High-content imaging to phenotype antimicrobial effects on individual bacteria at scale

2021 
High-content imaging (HCI) is technique for screening multiple cells in high resolution to detect subtle morphological and phenotypic variation. The method has been commonly deployed on model eukaryotic cellular systems, often for screening new drugs and targets. HCI is not commonly utilised for studying bacterial populations but may be powerful tool in understanding and combatting antimicrobial resistance.
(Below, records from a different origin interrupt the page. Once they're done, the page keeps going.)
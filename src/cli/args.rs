//! Command-line argument definitions for the lightcsv binary
//!
//! Defines the CLI interface using the clap derive API. Reader options are
//! shared by every subcommand and layered over an optional JSON config file.

use crate::config::ReaderConfig;
use crate::error::{LightCsvError, Result};
use clap::{Args as ClapArgs, Parser, Subcommand, ValueEnum};
use std::path::PathBuf;
use std::str::FromStr;

/// CLI arguments for the lightcsv reader
///
/// Reads delimited text and prints every row with a typed value per cell.
#[derive(Debug, Clone, Parser)]
#[command(
    name = "lightcsv",
    version,
    about = "Read delimited text and infer a type for every cell",
    long_about = "Reads CSV-like text line by line, splits each line honoring quotes and \
                  classifies every cell as null, integer, float, string, date, datetime or time. \
                  Rows are printed as human-readable listings, JSON lines or normalized CSV.",
    arg_required_else_help = true
)]
pub struct Args {
    #[command(subcommand)]
    pub command: Commands,
}

/// Available subcommands
#[derive(Debug, Clone, Subcommand)]
pub enum Commands {
    /// Read a file (or stdin) and print typed rows
    Read(ReadArgs),
    /// Classify individual values and print their inferred types
    Classify(ClassifyArgs),
}

/// Options controlling how lines are split and typed
#[derive(Debug, Clone, ClapArgs)]
pub struct ReaderArgs {
    /// Field separator (single character)
    #[arg(short = 's', long = "separator", value_name = "CHAR")]
    pub separator: Option<char>,

    /// Quote character (single character)
    #[arg(long = "quote", value_name = "CHAR")]
    pub quote_char: Option<char>,

    /// Explicit field names as a comma-separated list
    #[arg(
        short = 'n',
        long = "field-names",
        value_name = "LIST",
        conflicts_with = "has_headers"
    )]
    pub field_names: Option<FieldNameList>,

    /// Treat the first non-blank line as a header
    #[arg(short = 'H', long = "has-headers")]
    pub has_headers: bool,

    /// Degrade malformed input to null/text instead of failing
    #[arg(long = "lenient")]
    pub lenient: bool,

    /// Reader configuration file (JSON); flags override its values
    #[arg(short = 'c', long = "config", value_name = "FILE")]
    pub config_file: Option<PathBuf>,
}

impl ReaderArgs {
    /// Build the reader configuration from the config file and flags
    pub fn to_config(&self) -> Result<ReaderConfig> {
        let mut config = match &self.config_file {
            Some(path) => ReaderConfig::from_json_file(path)?,
            None => ReaderConfig::default(),
        };

        if let Some(separator) = self.separator {
            config = config.with_separator(separator);
        }
        if let Some(quote_char) = self.quote_char {
            config = config.with_quote_char(quote_char);
        }
        if let Some(names) = &self.field_names {
            config = config.with_field_names(names.names.iter().cloned());
        }
        if self.has_headers {
            config = config.with_headers(true);
        }
        if self.lenient {
            config = config.lenient();
        }

        config.validate()?;
        Ok(config)
    }
}

/// Arguments for the read command
#[derive(Debug, Clone, Parser)]
pub struct ReadArgs {
    /// Input file; reads stdin when omitted or `-`
    #[arg(value_name = "FILE")]
    pub input: Option<PathBuf>,

    #[command(flatten)]
    pub reader: ReaderArgs,

    /// Output format
    #[arg(long = "format", value_enum, default_value = "human")]
    pub output_format: OutputFormat,

    /// Stop after this many rows
    #[arg(long = "limit", value_name = "N")]
    pub limit: Option<usize>,

    /// Logging verbosity level
    #[arg(
        short = 'v',
        long = "verbose",
        action = clap::ArgAction::Count,
        help = "Increase logging verbosity (-v: info, -vv: debug, -vvv: trace)"
    )]
    pub verbose: u8,

    /// Only show errors
    #[arg(short = 'q', long = "quiet", conflicts_with = "verbose")]
    pub quiet: bool,
}

impl ReadArgs {
    /// Input path, `None` meaning stdin
    pub fn input_path(&self) -> Option<&PathBuf> {
        self.input.as_ref().filter(|path| path.as_os_str() != "-")
    }

    pub fn get_log_level(&self) -> &'static str {
        log_level(self.verbose, self.quiet)
    }
}

/// Arguments for the classify command
#[derive(Debug, Clone, Parser)]
pub struct ClassifyArgs {
    /// Values to classify, exactly as they would appear in a field
    #[arg(value_name = "VALUE", required = true, allow_hyphen_values = true)]
    pub values: Vec<String>,

    #[command(flatten)]
    pub reader: ReaderArgs,

    /// Output format
    #[arg(long = "format", value_enum, default_value = "human")]
    pub output_format: OutputFormat,

    /// Logging verbosity level
    #[arg(short = 'v', long = "verbose", action = clap::ArgAction::Count)]
    pub verbose: u8,
}

impl ClassifyArgs {
    pub fn get_log_level(&self) -> &'static str {
        log_level(self.verbose, false)
    }
}

fn log_level(verbose: u8, quiet: bool) -> &'static str {
    if quiet {
        return "error";
    }
    match verbose {
        0 => "warn",
        1 => "info",
        2 => "debug",
        _ => "trace",
    }
}

/// Output format for printed rows
#[derive(Debug, Clone, Copy, PartialEq, Eq, ValueEnum)]
pub enum OutputFormat {
    /// Human-readable listing
    Human,
    /// One JSON object per line
    Json,
    /// Normalized delimited text
    Csv,
}

/// Wrapper for parsing comma-separated field names
#[derive(Debug, Clone, PartialEq, Eq)]
pub struct FieldNameList {
    pub names: Vec<String>,
}

impl FromStr for FieldNameList {
    type Err = LightCsvError;

    fn from_str(s: &str) -> Result<Self> {
        let names: Vec<String> = s.split(',').map(|name| name.trim().to_string()).collect();

        if names.iter().any(String::is_empty) {
            return Err(LightCsvError::configuration(format!(
                "Empty field name in list '{}'",
                s
            )));
        }

        Ok(FieldNameList { names })
    }
}

#[cfg(test)]
mod tests {
    use super::*;

    #[test]
    fn test_parse_read_command() {
        let args = Args::try_parse_from([
            "lightcsv", "read", "data.csv", "-s", ";", "--has-headers", "--lenient", "--format",
            "json",
        ])
        .unwrap();

        let Commands::Read(read) = args.command else {
            panic!("Expected read command");
        };
        assert_eq!(read.input_path(), Some(&PathBuf::from("data.csv")));
        assert_eq!(read.output_format, OutputFormat::Json);

        let config = read.reader.to_config().unwrap();
        assert_eq!(config.separator, ';');
        assert!(config.has_headers);
        assert!(!config.strict);
    }

    #[test]
    fn test_stdin_dash() {
        let args = Args::try_parse_from(["lightcsv", "read", "-"]).unwrap();
        let Commands::Read(read) = args.command else {
            panic!("Expected read command");
        };
        assert_eq!(read.input_path(), None);
        assert_eq!(read.get_log_level(), "warn");
    }

    #[test]
    fn test_field_names_conflict_with_headers() {
        let result = Args::try_parse_from([
            "lightcsv",
            "read",
            "--field-names",
            "a,b",
            "--has-headers",
        ]);
        assert!(result.is_err());
    }

    #[test]
    fn test_field_name_list() {
        let list: FieldNameList = "id, name ,score".parse().unwrap();
        assert_eq!(list.names, vec!["id", "name", "score"]);
        assert!("a,,b".parse::<FieldNameList>().is_err());
    }

    #[test]
    fn test_classify_accepts_negative_values() {
        let args = Args::try_parse_from(["lightcsv", "classify", "-7", "2.5", "-vv"]).unwrap();
        let Commands::Classify(classify) = args.command else {
            panic!("Expected classify command");
        };
        assert_eq!(classify.values, vec!["-7", "2.5"]);
        assert_eq!(classify.get_log_level(), "debug");
    }

    #[test]
    fn test_log_levels() {
        assert_eq!(log_level(0, false), "warn");
        assert_eq!(log_level(3, false), "trace");
        assert_eq!(log_level(2, true), "error");
    }
}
Consequently, we developed a high-throughput method for phenotyping bacteria under antimicrobial exposure at the scale of individual bacterial cells. Imaging conditions were optimised on an Opera Phenix confocal microscope (Perkin Elmer) and novel analysis pipelines were established for both Gram-negative bacilli and Gram-positive cocci. The potential of this approach was illustrated using isolates of Klebsiella pneumoniae, Salmonella enterica serovar Typhimurium, and Staphylococcus aureus. HCI enabled the detection and assessment of subtle morphological characteristics, undetectable through conventional phenotypical methods, that could reproducibly distinguish between bacteria exposed to different classes of antimicrobials with distinct modes of action (MOA). In addition, distinctive responses were observed between susceptible and resistant isolates. By phenotyping single bacterial cells, we observed intra-population differences, which may be critical in identifying persistence or emerging resistance during antimicrobial treatment. The work presented here outlines a comprehensive method for investigating morphological changes at scale in bacterial populations under specific perturbation.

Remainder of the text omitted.